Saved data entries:
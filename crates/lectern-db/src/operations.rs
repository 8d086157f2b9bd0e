//! Database operations.

pub mod units;
//! Running external command-line tools.

use crate::error::{ProcessError, ProcessResult};
use std::io::Read;
use std::path::Path;
use std::process::{ChildStderr, Command, Output};
use std::thread::JoinHandle;
use tracing::debug;

/// Most stderr kept for an error message.
const STDERR_TAIL: usize = 8 * 1024;

/// Fail with `ToolNotFound` unless `tool` is on the PATH.
pub(crate) fn require(tool: &str) -> ProcessResult<()> {
    which::which(tool)
        .map(|_| ())
        .map_err(|_| ProcessError::ToolNotFound {
            tool: tool.to_string(),
        })
}

/// Fail with `FileNotFound` unless `path` exists.
pub(crate) fn require_file(path: &Path) -> ProcessResult<()> {
    if path.exists() {
        Ok(())
    } else {
        Err(ProcessError::FileNotFound(path.to_path_buf()))
    }
}

/// Run a prepared command and turn a non-zero exit into `ToolFailed`.
pub(crate) fn run(tool: &str, command: &mut Command) -> ProcessResult<Output> {
    debug!("Running {:?}", command);
    let output = command.output()?;

    if !output.status.success() {
        return Err(ProcessError::ToolFailed {
            tool: tool.to_string(),
            code: output.status.code(),
            stderr: String::from_utf8_lossy(&output.stderr).trim().to_string(),
        });
    }

    Ok(output)
}

/// Read a child's stderr to the end on its own thread.
///
/// A child blocked on a full stderr pipe never finishes its stdout, so any
/// caller streaming stdout must drain stderr concurrently. The handle yields
/// the last [`STDERR_TAIL`] bytes.
pub(crate) fn drain_stderr(mut stderr: ChildStderr) -> JoinHandle<String> {
    std::thread::spawn(move || {
        let mut tail: Vec<u8> = Vec::new();
        let mut buf = [0u8; 4096];
        loop {
            match stderr.read(&mut buf) {
                Ok(0) | Err(_) => break,
                Ok(n) => {
                    tail.extend_from_slice(&buf[..n]);
                    if tail.len() > STDERR_TAIL * 2 {
                        tail.drain(..tail.len() - STDERR_TAIL);
                    }
                }
            }
        }
        let start = tail.len().saturating_sub(STDERR_TAIL);
        String::from_utf8_lossy(&tail[start..]).trim().to_string()
    })
}
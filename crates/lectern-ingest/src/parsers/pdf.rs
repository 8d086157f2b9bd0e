//! PDF text extraction, one section per page.

use super::{stem_title, DocumentParser, ParsedDocument, Section};
use crate::error::{IngestError, IngestResult};
use std::path::Path;
use tracing::debug;

/// Parser for PDF documents.
pub struct PdfParser;

impl PdfParser {
    pub fn new() -> Self {
        Self
    }
}

impl Default for PdfParser {
    fn default() -> Self {
        Self::new()
    }
}

impl DocumentParser for PdfParser {
    fn parse(&self, path: &Path) -> IngestResult<ParsedDocument> {
        if !path.exists() {
            return Err(IngestError::Io(std::io::Error::new(
                std::io::ErrorKind::NotFound,
                format!("{} not found", path.display()),
            )));
        }

        // pdf-extract panics on some malformed files instead of returning an error.
        let pages = std::panic::catch_unwind(|| pdf_extract::extract_text_by_pages(path))
            .map_err(|_| IngestError::parse(path, "PDF extraction panicked"))?
            .map_err(|e| IngestError::parse(path, format!("Failed to extract PDF text: {}", e)))?;

        let sections: Vec<Section> = pages
            .iter()
            .enumerate()
            .map(|(i, text)| Section {
                text: clean_pdf_text(text),
                page: Some(i as u32 + 1),
            })
            .collect();

        debug!("Extracted {} pages from {:?}", sections.len(), path);

        let metadata = serde_json::json!({
            "format": "pdf",
            "pages": sections.len(),
        });

        let doc = ParsedDocument::from_sections(sections).with_metadata(metadata);
        Ok(match stem_title(path) {
            Some(title) => doc.with_title(title),
            None => doc,
        })
    }

    fn extensions(&self) -> &[&str] {
        &["pdf"]
    }
}

/// Collapse the ragged whitespace PDF extraction leaves behind.
fn clean_pdf_text(text: &str) -> String {
    let mut result = String::with_capacity(text.len());
    let mut blank_run = 0;

    for line in text.lines() {
        let line = line.split_whitespace().collect::<Vec<_>>().join(" ");
        if line.is_empty() {
            blank_run += 1;
            if blank_run == 1 && !result.is_empty() {
                result.push('\n');
            }
            continue;
        }
        blank_run = 0;
        result.push_str(&line);
        result.push('\n');
    }

    result.trim().to_string()
}

#[cfg(test)]
mod tests {
    use super::*;
    use std::io::Write;

    #[test]
    fn test_clean_pdf_text() {
        let raw = "  Week 3:   Loops \n\n\n\nA loop   repeats\n work.\n\n";
        assert_eq!(clean_pdf_text(raw), "Week 3: Loops\n\nA loop repeats\nwork.");
    }

    #[test]
    fn test_corrupt_pdf_is_a_parse_error() {
        let mut file = tempfile::NamedTempFile::with_suffix(".pdf").unwrap();
        file.write_all(b"this is not a pdf").unwrap();

        let result = PdfParser::new().parse(file.path());
        assert!(matches!(result, Err(IngestError::ParseError { .. })));
    }

    #[test]
    fn test_missing_pdf() {
        let result = PdfParser::new().parse(Path::new("/nonexistent/lecture.pdf"));
        assert!(matches!(result, Err(IngestError::Io(_))));
    }
}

§ Work instructions
Return only the lines between the one holding "let start = tail.len().saturating_sub(STDERR_TAIL);" and the one holding "for line in", inclusive, exactly as they appear above.

§ Solution for this problem
        let start = tail.len().saturating_sub(STDERR_TAIL);
        String::from_utf8_lossy(&tail[start..]).trim().to_string()
    })
}
filename crates/lectern-ingest/src/parsers/pdf.rs
repository 8d086157f2b9bd0e
//! PDF text extraction, one section per page.

use super::{stem_title, DocumentParser, ParsedDocument, Section};
use crate::error::{IngestError, IngestResult};
use std::path::Path;
use tracing::debug;

/// Parser for PDF documents.
pub struct PdfParser;

impl PdfParser {
    pub fn new() -> Self {
        Self
    }
}

impl Default for PdfParser {
    fn default() -> Self {
        Self::new()
    }
}

impl DocumentParser for PdfParser {
    fn parse(&self, path: &Path) -> IngestResult<ParsedDocument> {
        if !path.exists() {
            return Err(IngestError::Io(std::io::Error::new(
                std::io::ErrorKind::NotFound,
                format!("{} not found", path.display()),
            )));
        }

        // pdf-extract panics on some malformed files instead of returning an error.
        let pages = std::panic::catch_unwind(|| pdf_extract::extract_text_by_pages(path))
            .map_err(|_| IngestError::parse(path, "PDF extraction panicked"))?
            .map_err(|e| IngestError::parse(path, format!("Failed to extract PDF text: {}", e)))?;

        let sections: Vec<Section> = pages
            .iter()
            .enumerate()
            .map(|(i, text)| Section {
                text: clean_pdf_text(text),
                page: Some(i as u32 + 1),
            })
            .collect();

        debug!("Extracted {} pages from {:?}", sections.len(), path);

        let metadata = serde_json::json!({
            "format": "pdf",
            "pages": sections.len(),
        });

        let doc = ParsedDocument::from_sections(sections).with_metadata(metadata);
        Ok(match stem_title(path) {
            Some(title) => doc.with_title(title),
            None => doc,
        })
    }

    fn extensions(&self) -> &[&str] {
        &["pdf"]
    }
}

/// Collapse the ragged whitespace PDF extraction leaves behind.
fn clean_pdf_text(text: &str) -> String {
    let mut result = String::with_capacity(text.len());
    let mut blank_run = 0;

    for line in text.lines() {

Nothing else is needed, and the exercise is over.